Development and pre-clinical characterization of two therapeutic equine formulations towards SARS-CoV-2 proteins for the potential treatment of COVID-19

Author:

León Guillermo,Herrera María,Vargas Mariángela,Arguedas Mauricio,Sánchez Andrés,Segura Álvaro,Gómez Aarón,Solano Gabriela,Corrales-Aguilar Eugenia,Risner Kenneth,Narayanan Aarthi,Bailey Charles,Villalta Mauren,Hernández Andrés,Sánchez Adriana,Cordero Daniel,Solano Daniela,Durán Gina,Segura Eduardo,Cerdas Maykel,Umaña Deibid,Moscoso Edwin,Estrada Ricardo,Gutiérrez Jairo,Méndez Marcos,Castillo Ana Cecilia,Sánchez Laura,Gutiérrez José María,Díaz Cecilia,Alape Alberto

Abstract

AbstractIn the current global emergency due to SARS-CoV-2 outbreak, passive immunotherapy emerges as a promising treatment for COVID-19. Among animal-derived products, equine formulations are still the cornerstone therapy for treating envenomations due to animal bites and stings. Therefore, drawing upon decades of experience in manufacturing snake antivenom, we developed and preclinically evaluated two anti-SARS-CoV-2 polyclonal equine formulations as potential alternative therapy for COVID-19. We immunized two groups of horses with either S1 (anti-S1) or a mixture of S1, N, and SEM mosaic (anti-Mix) viral recombinant proteins. Horses reached a maximum anti-viral antibody level at 7 weeks following priming, and showed no major adverse acute or chronic clinical alterations. Two whole-IgG formulations were prepared via hyperimmune plasma precipitation with caprylic acid and then formulated for parenteral use.
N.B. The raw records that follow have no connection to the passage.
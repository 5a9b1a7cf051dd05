//! One-entry cache for the resolved organization id.
//!
//! Written once after the first successful bootstrap fetch, read on every
//! cycle after that. No expiry; only an explicit `clear()` drops it.

use std::path::{Path, PathBuf};

use serde::{Deserialize, Serialize};

pub const ORG_CACHE_FILE_NAME: &str = "org.json";

#[derive(Debug, Default, Serialize, Deserialize)]
struct OrgCacheFile {
    org_id: Option<String>,
}

/// Cache for the organization id, optionally backed by a JSON file.
#[derive(Debug, Default)]
pub struct OrgCache {
    org_id: Option<String>,
    path: Option<PathBuf>,
}

impl OrgCache {
    /// Cache that lives only for this process.
    pub fn in_memory() -> Self {
        Self::default()
    }

    /// Load the cache from `path`. A missing or corrupt file yields an empty cache.
    pub fn load(path: impl Into<PathBuf>) -> Self {
        let path = path.into();
        let org_id = match std::fs::read_to_string(&path) {
            Ok(contents) => match serde_json::from_str::<OrgCacheFile>(&contents) {
                Ok(file) => file.org_id.filter(|id| !id.is_empty()),
                Err(e) => {
                    log::warn!("OrgCache: failed to parse {:?}: {}", path, e);
                    None
                }
            },
            Err(e) if e.kind() == std::io::ErrorKind::NotFound => None,
            Err(e) => {
                log::warn!("OrgCache: failed to read {:?}: {}", path, e);
                None
            }
        };

        if org_id.is_some() {
            log::debug!("OrgCache: loaded organization id from {:?}", path);
        }

        Self {
            org_id,
            path: Some(path),
        }
    }

    pub fn get(&self) -> Option<&str> {
        self.org_id.as_deref()
    }

    /// Store the id. Persisting is best effort; the in-memory value is kept either way.
    pub fn set(&mut self, org_id: String) {
        self.org_id = Some(org_id);
        if let Some(path) = &self.path {
            let file = OrgCacheFile {
                org_id: self.org_id.clone(),
            };
            if let Err(e) = write_atomic(path, &file) {
                log::warn!("OrgCache: {}", e);
            }
        }
    }

    pub fn clear(&mut self) {
        self.org_id = None;
        if let Some(path) = &self.path {
            match std::fs::remove_file(path) {
                Ok(()) => log::info!("OrgCache: cleared"),
                Err(e) if e.kind() == std::io::ErrorKind::NotFound => {}
                Err(e) => log::warn!("OrgCache: failed to remove {:?}: {}", path, e),
            }
        }
    }
}

fn write_atomic(path: &Path, file: &OrgCacheFile) -> Result<(), String> {
    if let Some(parent) = path.parent() {
        std::fs::create_dir_all(parent)
            .map_err(|e| format!("Failed to create directory {:?}: {}", parent, e))?;
    }

    let contents =
        serde_json::to_string_pretty(file).map_err(|e| format!("Serialize org cache: {}", e))?;

    let tmp_path = path.with_extension("json.tmp");
    std::fs::write(&tmp_path, &contents)
        .map_err(|e| format!("Write temp org cache {:?}: {}", tmp_path, e))?;

    // Windows rename fails if the destination exists.
    if cfg!(windows) && path.exists() {
        std::fs::remove_file(path)
            .map_err(|e| format!("Remove existing org cache {:?}: {}", path, e))?;
    }

    std::fs::rename(&tmp_path, path)
        .map_err(|e| format!("Rename temp org cache {:?} to {:?}: {}", tmp_path, path, e))
}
Both preparations had similar physicochemical and microbiological quality and showed ELISA immunoreactivity towards S1 protein and the receptor binding domain (RBD). The anti-Mix formulation also presented immunoreactivity against N protein. Due to high anti-S1 and anti-RBD antibody content, final products exhibited high in vitro neutralizing capacity of SARS-CoV-2 infection, 80 times higher than a pool of human convalescent plasma. Pre-clinical quality profiles were similar among both products, but clinical efficacy and safety must be tested in clinical trials. The technological strategy we describe here can be adapted by other producers, particularly in low- and middle-income countries.